You don't need acreage to grow fruits and vegetables. A tomato plant can't tell whether it is in a pot or a plot. As long as it receives the proper care and adequate sunlight, its fruit will be as succulent as any grown on a farm.
Choose the appropriate variety of tomato. Determinate dwarf varieties of tomato grow best in small spaces. While shopping for varieties, look for names like Patio, Pixie, Tiny Tim, Toy Boy, Spring Giant, Tumbling Tom or Small Fry.
Select an appropriate planting location. Tomato plants grown inside, even next to a window, are unlikely to receive sufficient sunlight. Potted tomato plants should be grown outside on a balcony, porch or any other place where they receive direct sunlight.
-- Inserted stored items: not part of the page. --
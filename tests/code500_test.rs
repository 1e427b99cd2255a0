mod common;

use approx::assert_abs_diff_eq;
use camino::Utf8PathBuf;
use ephem_timecore::ccsds::{parse_ccsds_epoch, EphemerisMessageReader};
use ephem_timecore::code500::byte_order::FileByteOrder;
use ephem_timecore::code500::file::{Code500EphemerisFile, Code500WriteOptions, SessionState};
use ephem_timecore::code500::header::{
    CentralBody, CoordSystemIndicator, UTC_TIME_SYSTEM_INDICATOR,
};
use ephem_timecore::code500::RECORD_SIZE;
use ephem_timecore::time_system::TimeSystem;
use ephem_timecore::timecore_errors::ErrorKind;
use tempfile::TempDir;

use crate::common::{data_path, utc_converter};

fn temp_path(dir: &TempDir, name: &str) -> Utf8PathBuf {
    Utf8PathBuf::from_path_buf(dir.path().join(name)).unwrap()
}

/// States of the second OEM arc every 10 seconds, 10:00 to 20:00 UTC.
fn oem_samples() -> (Vec<f64>, Vec<[f64; 6]>) {
    let converter = utc_converter();
    let mut reader =
        EphemerisMessageReader::from_file(&data_path("leosat.oem"), converter.clone()).unwrap();
    let start = parse_ccsds_epoch("2020-01-01T00:10:00", &converter).unwrap();

    let mut epochs = Vec::new();
    let mut states = Vec::new();
    for i in 0..=60 {
        let epoch = start + (i as f64 * 10.0) / 86400.0;
        let values = reader.determine_state(epoch).unwrap();
        let mut state = [0.0; 6];
        state.copy_from_slice(values.as_slice());
        epochs.push(epoch);
        states.push(state);
    }
    (epochs, states)
}

#[test]
fn test_oem_to_code500_in_utc() {
    let dir = TempDir::new().unwrap();
    let path = temp_path(&dir, "leosat.eph");
    let (epochs, states) = oem_samples();

    let options = Code500WriteOptions {
        sat_id: 20001.0,
        time_system: TimeSystem::UTC,
        byte_order: FileByteOrder::Big,
        step_size_secs: Some(10.0),
        central_body: CentralBody::Earth,
        coord_system: CoordSystemIndicator::J2000,
        ..Default::default()
    };
    let mut writer = Code500EphemerisFile::with_options(options, utc_converter()).unwrap();
    writer.open_for_write(&path).unwrap();
    writer
        .write_data_segment(&epochs[..30], &states[..30], false)
        .unwrap();
    writer
        .write_data_segment(&epochs[30..], &states[30..], true)
        .unwrap();
    writer.close().unwrap();
    assert_eq!(writer.state(), SessionState::Closed);

    // two headers and two data records
    assert_eq!(
        std::fs::metadata(&path).unwrap().len(),
        4 * RECORD_SIZE as u64
    );

    let mut reader = Code500EphemerisFile::new(utc_converter());
    reader.open_for_read(&path).unwrap();
    assert_eq!(reader.byte_order(), FileByteOrder::Big);
    let header = reader.header1().clone();
    assert_eq!(header.time_system_indicator, UTC_TIME_SYSTEM_INDICATOR);
    assert_eq!(header.sat_id, 20001.0);
    assert_eq!(header.step_size_secs, 10.0);
    assert_abs_diff_eq!(header.start_seconds_of_day, 600.0, epsilon = 1e-3);
    assert_abs_diff_eq!(header.end_seconds_of_day, 1200.0, epsilon = 1e-3);

    assert_eq!(reader.read_data_records(None).unwrap(), 2);
    let read = reader.states().unwrap();
    assert_eq!(read.len(), 61);
    for ((epoch, state), (expected_epoch, expected_state)) in
        read.iter().zip(epochs.iter().zip(&states))
    {
        assert_abs_diff_eq!(*epoch, *expected_epoch, epsilon = 1e-8);
        for k in 0..6 {
            assert_abs_diff_eq!(state[k], expected_state[k], epsilon = 1e-9);
        }
    }

    let bounds = reader.get_initial_and_final_states().unwrap();
    assert_abs_diff_eq!(bounds.final_state[1], 450.0 * 20.0, epsilon = 1e-4);
    assert_eq!(bounds.coord_system, CoordSystemIndicator::J2000);
    reader.close().unwrap();
}

#[test]
fn test_read_one_record() {
    let dir = TempDir::new().unwrap();
    let path = temp_path(&dir, "native.eph");
    let (epochs, states) = oem_samples();

    let mut writer = Code500EphemerisFile::new(utc_converter());
    writer.open_for_write(&path).unwrap();
    writer.write_data_segment(&epochs, &states, true).unwrap();
    writer.close().unwrap();

    let mut reader = Code500EphemerisFile::new(utc_converter());
    reader.open_for_read(&path).unwrap();
    assert_eq!(reader.byte_order(), FileByteOrder::native());

    let second = reader.read_data_at(2).unwrap().unwrap();
    assert_eq!(second.states.len(), 11);
    assert!(reader.read_data_at(3).unwrap().is_none());
}

#[test]
fn test_utc_file_needs_leap_seconds() {
    let options = Code500WriteOptions {
        time_system: TimeSystem::UTC,
        ..Default::default()
    };
    let dir = TempDir::new().unwrap();
    let path = temp_path(&dir, "noleap.eph");

    let mut writer = Code500EphemerisFile::with_options(
        options,
        ephem_timecore::TimeConverter::default(),
    )
    .unwrap();
    writer.open_for_write(&path).unwrap();
    let err = writer
        .write_data_segment(&[58849.5], &[[7000.0, 0.0, 0.0, 0.0, 7.5, 0.0]], true)
        .unwrap_err();
    assert_eq!(err.kind(), ErrorKind::Configuration);
}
Fill a light-colored five-gallon, ventilated pot with a peat-based soil mix that contains vermiculite. (Soil with added fertilizer will do in a pinch, but the vermiculite soil mix will ensure that the soil is properly sterile, aerated and at the appropriate pH.) Then add a slow-release plant fertilizer according to the manufacturer's instructions.
Plant your tomato seeds according to the package's direction, paying special attention to depth. Since tomato plant root systems are extensive, you will only be able to house one plant per pot. However, you may plant several tomato seeds and then choose which seedlings to pull. This is an especially good idea if you have purchased seeds of unknown quality, as all of them may not germinate.
Water the soil until it is damp and make sure it remains so. Remove the pot from direct sunlight until the seed germinates in roughly one week. Once the seedlings have sprouted, move the plants into direct sunlight.
Water your potted tomato plant regularly. Potted plants require more water than those planted in the ground. Check the soil and make sure that it is always moist. don't wait for the plant to show signs of dehydration. When watering your plant, water the soil directly. Wetting the tomato plant's leaves will make the plant vulnerable to mold and disease.